La recrudescence des violences xénophobes en Afrique du Sud, notamment dans le township d'Alexandra, pousse des milliers de migrants à quitter le pays. Parmi eux, des Zambiennes témoignent de leur calvaire, entre intimidations physiques, menaces et fuite douloureuse.

Des scènes de traque au cœur d’Alexandra

Dans les rues d’Alexandra, une banlieue densément peuplée de Johannesburg, des groupes de résidents ont organisé des opérations dite de « chasse aux étrangers ». Des vidéos montrent des manifestants armés de bâtons, harcelant et frappant des personnes qu’ils accusent d’être en situation irrégulière. La police était présente sur place, mais n’est pas intervenue pour empêcher ces violences. Plusieurs commerces tenus par des étrangers ont été pillés et incendiés.

Le récit d’une mère de famille zambienne

« Ils sont venus chez nous en pleine nuit, en criant des insultes et en frappant aux portes avec des barres de fer », raconte Miriam (prénom modifié), une Zambienne qui a fui l’Afrique du Sud avec ses trois enfants. « Mon mari a été battu devant nous. Nous avons dû tout laisser derrière nous pour sauver nos vies. »

Elle fait partie de ces milliers de ressortissants zambiens qui ont rejoint le flux d’exode vers les pays voisins.
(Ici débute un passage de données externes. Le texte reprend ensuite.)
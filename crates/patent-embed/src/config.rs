//! Run configuration
//!
//! Read from a JSON file; every field has a default so an empty object (or no
//! file at all) is a valid configuration.

use serde::{Deserialize, Serialize};
use std::fs;
use std::path::{Path, PathBuf};
use std::time::Duration;

use crate::batching::{BatchLimits, RateWindow};
use crate::client::{ClientConfig, EmbeddingModel, DEFAULT_BASE_URL, DEFAULT_CHAT_MODEL};
use crate::error::{EmbedError, Result};
use crate::parallel::{DEFAULT_CALL_TIMEOUT, DEFAULT_PACING};
use crate::pipeline::PipelineSettings;
use crate::records::TextColumn;
use crate::tokens::DEFAULT_TOKENIZER_REPO;

/// Looked up in this order relative to the working directory
pub const CONFIG_FILES: [&str; 3] =
  ["patent-embed.json", ".patent-embed.json", ".patent-embed/config.json"];

#[derive(Debug, Clone, PartialEq, Serialize, Deserialize)]
pub struct ApiConfig {
  #[serde(default = "default_base_url")]
  pub base_url: String,
  #[serde(default)]
  pub embedding_model: EmbeddingModel,
  #[serde(default = "default_chat_model")]
  pub chat_model: String,
  #[serde(default = "default_timeout_secs")]
  pub timeout_secs: u64,
  #[serde(default = "default_api_key_path")]
  pub api_key_path: PathBuf,
}

fn default_base_url() -> String {
  DEFAULT_BASE_URL.to_string()
}
fn default_chat_model() -> String {
  DEFAULT_CHAT_MODEL.to_string()
}
fn default_timeout_secs() -> u64 {
  DEFAULT_CALL_TIMEOUT.as_secs()
}
fn default_api_key_path() -> PathBuf {
  PathBuf::from("data/openAI_key.txt")
}

impl Default for ApiConfig {
  fn default() -> Self {
    Self {
      base_url: default_base_url(),
      embedding_model: EmbeddingModel::default(),
      chat_model: default_chat_model(),
      timeout_secs: default_timeout_secs(),
      api_key_path: default_api_key_path(),
    }
  }
}

/// Where the vocabulary comes from: a local `tokenizer.json` wins over the hub repo
#[derive(Debug, Clone, PartialEq, Eq, Serialize, Deserialize)]
pub struct TokenizerConfig {
  #[serde(default, skip_serializing_if = "Option::is_none")]
  pub path: Option<PathBuf>,
  #[serde(default = "default_tokenizer_repo")]
  pub repo: String,
}

fn default_tokenizer_repo() -> String {
  DEFAULT_TOKENIZER_REPO.to_string()
}

impl Default for TokenizerConfig {
  fn default() -> Self {
    Self { path: None, repo: default_tokenizer_repo() }
  }
}

#[derive(Debug, Clone, PartialEq, Serialize, Deserialize)]
pub struct Config {
  #[serde(default)]
  pub limits: BatchLimits,
  #[serde(default)]
  pub api: ApiConfig,
  #[serde(default = "default_max_parallel_calls")]
  pub max_parallel_calls: usize,
  #[serde(default = "default_window_secs")]
  pub window_secs: u64,
  #[serde(default = "default_pacing_ms")]
  pub pacing_ms: u64,
  #[serde(default)]
  pub tokenizer: TokenizerConfig,
  #[serde(default = "default_columns")]
  pub columns: Vec<TextColumn>,
}

fn default_max_parallel_calls() -> usize {
  400
}
fn default_window_secs() -> u64 {
  60
}
fn default_pacing_ms() -> u64 {
  DEFAULT_PACING.as_millis() as u64
}
fn default_columns() -> Vec<TextColumn> {
  TextColumn::ALL.to_vec()
}

impl Default for Config {
  fn default() -> Self {
    Self {
      limits: BatchLimits::default(),
      api: ApiConfig::default(),
      max_parallel_calls: default_max_parallel_calls(),
      window_secs: default_window_secs(),
      pacing_ms: default_pacing_ms(),
      tokenizer: TokenizerConfig::default(),
      columns: default_columns(),
    }
  }
}

impl Config {
  pub fn load_from_file(path: impl AsRef<Path>) -> Result<Self> {
    let path = path.as_ref();
    let content = fs::read_to_string(path).map_err(|e| EmbedError::io(path, e))?;
    let config: Config = serde_json::from_str(&content)
      .map_err(|e| EmbedError::invalid_config(format!("{}: {e}", path.display())))?;
    config.validate()?;
    Ok(config)
  }

  pub fn save_to_file(&self, path: impl AsRef<Path>) -> Result<()> {
    let path = path.as_ref();
    if let Some(parent) = path.parent().filter(|p| !p.as_os_str().is_empty()) {
      fs::create_dir_all(parent).map_err(|e| EmbedError::io(parent, e))?;
    }
    let content = serde_json::to_string_pretty(self)
      .map_err(|e| EmbedError::invalid_config(e.to_string()))?;
    fs::write(path, content).map_err(|e| EmbedError::io(path, e))
  }

  /// First config file found under `dir`, if any
  pub fn discover(dir: &Path) -> Option<PathBuf> {
    CONFIG_FILES.iter().map(|name| dir.join(name)).find(|path| path.is_file())
  }

  /// Load the explicit file, or the first one discovered under `dir`, or defaults
  pub fn load(explicit: Option<&Path>, dir: &Path) -> Result<Self> {
    match explicit {
      Some(path) => Self::load_from_file(path),
      None => match Self::discover(dir) {
        Some(path) => {
          tracing::debug!("using config {}", path.display());
          Self::load_from_file(path)
        }
        None => Ok(Self::default()),
      },
    }
  }

  pub fn validate(&self) -> Result<()> {
    self.limits.validate()?;
    let model_limit = self.api.embedding_model.max_tokens();
    if self.limits.max_tokens_per_request > model_limit {
      return Err(EmbedError::invalid_config(format!(
        "max_tokens_per_request ({}) exceeds the {} limit of {model_limit}",
        self.limits.max_tokens_per_request, self.api.embedding_model
      )));
    }
    if self.max_parallel_calls == 0 {
      return Err(EmbedError::invalid_config("max_parallel_calls must be positive"));
    }
    if self.columns.is_empty() {
      return Err(EmbedError::invalid_config("at least one column is required"));
    }
    if self.api.timeout_secs == 0 {
      return Err(EmbedError::invalid_config("api.timeout_secs must be positive"));
    }
    Ok(())
  }

  pub fn pipeline_settings(&self) -> PipelineSettings {
    PipelineSettings {
      limits: self.limits,
      max_parallel: self.max_parallel_calls,
      call_timeout: Duration::from_secs(self.api.timeout_secs),
    }
  }

  pub fn rate_window(&self) -> RateWindow {
    RateWindow::new(Duration::from_secs(self.window_secs))
  }

  pub fn pacing(&self) -> Duration {
    Duration::from_millis(self.pacing_ms)
  }

  pub fn client_config(&self, api_key: impl Into<String>) -> ClientConfig {
    ClientConfig {
      base_url: self.api.base_url.clone(),
      api_key: api_key.into(),
      embedding_model: self.api.embedding_model,
      chat_model: self.api.chat_model.clone(),
    }
  }
}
Selon des organisations humanitaires, plus de 25 000 migrants auraient déjà quitté l’Afrique du Sud depuis le début de la campagne anti-migrants, lancée par des groupes civils appelant à un « grand départ » des étrangers avant une échéance fixée au 30 juin.

Des violences qui s’étendent au-delà d’Alexandra

Le phénomène ne se limite pas à Alexandra. Dans d’autres quartiers et villes du pays, des heurts ont éclaté entre communautés. Les commerces tenus par des étrangers sont régulièrement la cible de pillages. Certaines entreprises de fret ont suspendu leurs activités par crainte pour la sécurité de leur personnel. Des drones privés ont même été déployés pour soutenir les forces de l’ordre.

Un climat de peur durable

« Même si je rentre en Zambie, je ne me sens plus en sécurité ici », confie Grace, une autre Zambienne interrogée à la frontière. « Nous avons construit notre vie ici, mais maintenant, tout est détruit. »

Les autorités sud-africaines ont condamné ces violences, mais peinent à endiguer le phénomène. Plusieurs interpellations ont eu lieu, mais les groupes anti-migrants continuent de se mobiliser, profitant d’un sentiment de frustration économique dans certaines communautés locales.

Des implications régionales

L’exode massif de migrants, en particulier en provenance du Malawi et de la Zambie, suscite des inquiétudes dans les pays d’origine. Ces derniers doivent désormais gérer un afflux soudain de leurs ressortissants, souvent démunis. Des associations d’aide aux migrants appellent la communauté internationale à intervenir pour protéger les droits des personnes déplacées et à mettre fin à ce cycle de violences.